We are pleased to announcethe return of Climate Wednesdays at Brooklyn Public Library! This series, presented by 350 Brooklyn, examines how Brooklynites can face the climate crisis and features experts and activists sharing their ideas and practical solutions to combat climate change. Launched in the fall of 2019, past events have explored how energy use, parenting, food, and our health are impacted by rising temperatures, pollution and natural disasters.
The next event on fossil fuel-free transportation (Wednesday, July 22, 7 pm) looks at sustainable transportation while considering the effects of the Covid-19 pandemic on our travel needs. Other events in the series will examine urban ecology, as well as the environmental and economic benefits of green collar jobs.
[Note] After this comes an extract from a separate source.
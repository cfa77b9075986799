//! Module implement common utility functions and types.

pub mod spinlock;

pub use spinlock::Spinlock;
Please note that registration is required for all events.
To celebrate our Climate Wednesdays series, we’ve selected a few books that explore climate change and how we can confront the climate crisis.
The Sustainable City by Steven Cohen
Cohen offers an approachable take on sustainable city planning, highlighting examples of how transportation, energy and waste are approached in urban environments around the world.
Rising: Dispatches from the New American Shore by Elizabeth Rush
Rising presents a harrowing picture of communities facing rising sea levels and severe weather across the United States, along with the plants and animals equally affected by climate change.
Oil and Honey: The Education of an Unlikely Activist by Bill McKibben
Environmental activist McKibben draws on his personal accounts of both local and international attempts to fight climate change and reflects on the importance of each.
Amity and Prosperity: One Family and the Fracturing of America by Eliza Griswold
Based on seven years of reporting, Griswold illustrates the intersecting environmental, health and economic struggles faced by an Appalachian family in the midst of a natural gas boom.
The Uninhabitable Earth: Life After Warming by David Wallace-Wells
The Uninhabitable Earth serves as a stark warning about the potential catastrophes brought about by climate change, and highlights the necessity of immediate action to avoid future crises.
Live Sustainably Now: A Low-Carbon Vision of the Good Life by Karl Coplan
Drawing on personal experience, Coplan shares a vision of how one can live sustainably in a fulfilling way.
A Planet to Win: Why We Need a Green New Deal by Kate Aronoff, Alyssa Battistoni, Daniel Aldana Cohen, and Thea Riofrancos
A Planet to Win calls for radical change to cut carbon emissions while generating equitable livelihoods for all Americans through the Green New Deal.
The Overstory by Richard Powers
Powers’ Pulitzer Prize-winning, expansive novel about humanity's complex relationship to trees and the natural world.